Tag Archives: Animals

Dinosaurs and the Ark (from “AnswersinGenesis.org”)

Looney Toons Time, Folks!

Were Dinosaurs on Noah’s Ark?

 April 3, 2000

The story we have all heard from movies, television, newspapers, and most magazines and textbooks is that dinosaurs “ruled the Earth” for 140 million years, died out 65 million years ago, and therefore weren’t around when Noah and company set sail on the Ark around 4,300 years ago.

However, the Bible gives a completely different view of Earth (and therefore, dinosaur) history. As God’s written Word to us, we can trust it to tell the truth about the past. (For more information about the reliability of Scripture, see Get Answers: Bible.)

Although the Bible does not tell us exactly how long ago it was that God made the world and its creatures, we can make a good estimate of the age of the universe by carefully studying the whole counsel of Scripture:

  1. God made everything in six days, and rested on the seventh. (By the way, this is the basis for our seven day week—Exodus 20:8–11). Leading Hebrew scholars indicate that, based on the grammatical structure of Genesis 1, these “days” were of normal length, and did not represent long periods of time (see Get Answers: Genesis).
  2. We are told God created the first man and woman—Adam and Eve—on Day 6, along with the land animals (which would have included dinosaurs).
  3. The Bible records the genealogies from Adam to Christ. From the ages given in these lists (and accepting that Jesus Christ, the Son of God, came to Earth around 2,000 years ago), we can conclude that the universe is only a few thousand years old (perhaps just 6,000), and not millions of years old (see also Did Jesus Say He Created in Six Literal Days?). Thus, dinosaurs lived within the past few thousand years.
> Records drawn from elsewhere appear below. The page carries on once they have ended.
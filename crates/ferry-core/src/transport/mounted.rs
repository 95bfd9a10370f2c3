//! Transport for remote disks mounted into the local filesystem.
//!
//! Works with anything that exposes the remote host as a directory: FTP or
//! SSH filesystems, SMB shares, or a plain directory in tests.

use std::fs;
use std::io::ErrorKind;
use std::path::{Path, PathBuf};

use tracing::debug;

use super::{RemoteTransport, ensure_relative_remote};
use crate::error::{TransportError, TransportFailure};

#[derive(Debug, Clone)]
pub struct MountedTransport {
    target: String,
    root: PathBuf,
}

impl MountedTransport {
    pub fn new(target: impl Into<String>, root: impl Into<PathBuf>) -> Self {
        Self {
            target: target.into(),
            root: root.into(),
        }
    }

    pub fn root(&self) -> &Path {
        &self.root
    }

    fn resolve(&self, operation: &'static str, remote_path: &str) -> Result<PathBuf, TransportError> {
        ensure_relative_remote(&self.target, operation, remote_path)?;
        if !self.root.is_dir() {
            return Err(TransportError::new(
                &self.target,
                operation,
                remote_path,
                TransportFailure::Connection,
                format!("mount root {} is not available", self.root.display()),
            ));
        }
        Ok(self.root.join(remote_path))
    }

    fn failure(
        &self,
        operation: &'static str,
        remote_path: &str,
        err: std::io::Error,
    ) -> TransportError {
        let kind = match err.kind() {
            ErrorKind::PermissionDenied => TransportFailure::Authentication,
            ErrorKind::NotConnected
            | ErrorKind::ConnectionReset
            | ErrorKind::ConnectionAborted
            | ErrorKind::BrokenPipe
            | ErrorKind::TimedOut => TransportFailure::Connection,
            _ => TransportFailure::RemotePath,
        };
        TransportError::new(&self.target, operation, remote_path, kind, err)
    }
}

impl RemoteTransport for MountedTransport {
    fn target(&self) -> &str {
        &self.target
    }

    fn put_bytes(&self, remote_path: &str, contents: &[u8]) -> Result<(), TransportError> {
        let path = self.resolve("put", remote_path)?;
        if let Some(parent) = path.parent() {
            fs::create_dir_all(parent).map_err(|e| self.failure("put", remote_path, e))?;
        }
        fs::write(&path, contents).map_err(|e| self.failure("put", remote_path, e))?;
        debug!(alias = %self.target, path = remote_path, bytes = contents.len(), "stored remote file");
        Ok(())
    }

    fn get(&self, remote_path: &str) -> Result<Vec<u8>, TransportError> {
        let path = self.resolve("get", remote_path)?;
        fs::read(&path).map_err(|e| self.failure("get", remote_path, e))
    }

    fn delete(&self, remote_path: &str) -> Result<(), TransportError> {
        let path = self.resolve("delete", remote_path)?;
        fs::remove_file(&path).map_err(|e| self.failure("delete", remote_path, e))?;
        debug!(alias = %self.target, path = remote_path, "deleted remote file");
        Ok(())
    }

    fn exists(&self, remote_path: &str) -> Result<bool, TransportError> {
        let path = self.resolve("exists", remote_path)?;
        path.try_exists()
            .map_err(|e| self.failure("exists", remote_path, e))
    }
}
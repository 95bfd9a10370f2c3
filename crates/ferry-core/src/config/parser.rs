//! TOML parser with helpful error messages

use super::schema::FerryConfig;
use anyhow::{Context, Result};
use std::path::Path;

/// Parse ferry.toml with detailed error messages
pub fn parse_ferry_toml(path: &Path) -> Result<FerryConfig> {
    let content = std::fs::read_to_string(path)
        .with_context(|| format!("Failed to read config file: {}", path.display()))?;

    parse_ferry_toml_str(&content)
        .with_context(|| format!("Failed to parse config file: {}", path.display()))
}

/// Parse ferry.toml content from string
pub fn parse_ferry_toml_str(content: &str) -> Result<FerryConfig> {
    let config: FerryConfig =
        toml::from_str(content).map_err(|e| enhance_toml_error(e, content))?;

    config.validate()?;

    Ok(config)
}

/// Attach the offending lines to a TOML parse error
fn enhance_toml_error(error: toml::de::Error, content: &str) -> anyhow::Error {
    let error_msg = error.message().to_string();

    let line_num = error
        .span()
        .map(|span| {
            let before = &content.as_bytes()[..span.start.min(content.len())];
            before.iter().filter(|b| **b == b'\n').count() + 1
        });

    match line_num {
        Some(line_num) => anyhow::anyhow!(
            "TOML parsing error at line {}:\n{}\n\nError: {}",
            line_num,
            get_line_context(content, line_num),
            error_msg
        ),
        None => anyhow::anyhow!("TOML parsing error: {}", error_msg),
    }
}

/// Get context lines around an error
fn get_line_context(content: &str, line_num: usize) -> String {
    let lines: Vec<&str> = content.lines().collect();
    let start = line_num.saturating_sub(2);
    let end = (line_num + 2).min(lines.len());

    lines[start.min(end)..end]
        .iter()
        .enumerate()
        .map(|(i, line)| {
            let num = start + i + 1;
            let marker = if num == line_num { ">>>" } else { "   " };
            format!("{} {:4} | {}", marker, num, line)
        })
        .collect::<Vec<_>>()
        .join("\n")
}

/// Serialize a configuration to TOML string
pub fn to_toml(config: &FerryConfig) -> Result<String> {
    toml::to_string_pretty(config).with_context(|| "Failed to serialize configuration to TOML")
}

#[cfg(test)]
mod tests {
    use super::*;

    #[test]
    fn test_parse_valid_config() {
        let toml = r#"
[deploy]
before = ["composer install --no-dev"]
timeout_secs = 30

[deploy.hosting_patch]
file = "vendor/composer/platform_check.php"
search = "80002"
replace = "80001"

[excludes]
add = ["node_modules"]
remove = [".editorconfig"]

[targets.stagingFTP]
root = "/mnt/staging"
base_path = "domains/test.example.com"
hostname = "test.example.com"
"#;

        let config = parse_ferry_toml_str(toml).unwrap();
        assert_eq!(config.deploy.before, vec!["composer install --no-dev"]);
        assert_eq!(config.deploy.timeout_secs, Some(30));
        assert_eq!(config.deploy.archive_name, "deploy.zip");
        assert!(config.deploy.hosting_patch.is_some());
        assert_eq!(config.excludes.add, vec!["node_modules"]);

        let target = config.target("stagingFTP").unwrap();
        assert_eq!(target.scheme, "https");
        assert_eq!(target.hostname, "test.example.com");
    }

    #[test]
    fn test_parse_empty_config() {
        let config = parse_ferry_toml_str("").unwrap();
        assert_eq!(config, FerryConfig::new());
    }

    #[test]
    fn test_parse_invalid_toml_reports_line() {
        let toml = "[deploy]\narchive_name = \"deploy.zip\"\n[targets.staging\nroot = \"/x\"\n";

        let err = parse_ferry_toml_str(toml).unwrap_err().to_string();
        assert!(err.contains("TOML parsing error at line"), "unexpected error: {}", err);
        assert!(err.contains(">>>"));
    }

    #[test]
    fn test_unknown_field_is_rejected() {
        let result = parse_ferry_toml_str("[deploy]\narchive = \"x.zip\"\n");
        assert!(result.is_err());
    }

    #[test]
    fn test_validation_runs_after_parse() {
        let result = parse_ferry_toml_str("[deploy]\ntoken_length = 4\n");
        assert!(result.is_err());
    }

    #[test]
    fn test_round_trip_through_toml() {
        let mut config = FerryConfig::new();
        config.deploy.before.push("npm run build".to_string());
        let text = to_toml(&config).unwrap();
        let parsed = parse_ferry_toml_str(&text).unwrap();
        assert_eq!(parsed, config);
    }
}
So, Were Dinosaurs on the Ark?

In Genesis 6:19–20, the Bible says that two of every sort of land vertebrate (seven of the “clean” animals) were brought by God to the Ark. Therefore, dinosaurs (land vertebrates) were represented on the Ark.

How Did Those Huge Dinosaurs Fit on the Ark?

Although there are about 668 names of dinosaurs, there are perhaps only 55 different “kinds” of dinosaurs. Furthermore, not all dinosaurs were huge like the brachiosaurus, and even those dinosaurs on the Ark were probably “teenagers” or young adults.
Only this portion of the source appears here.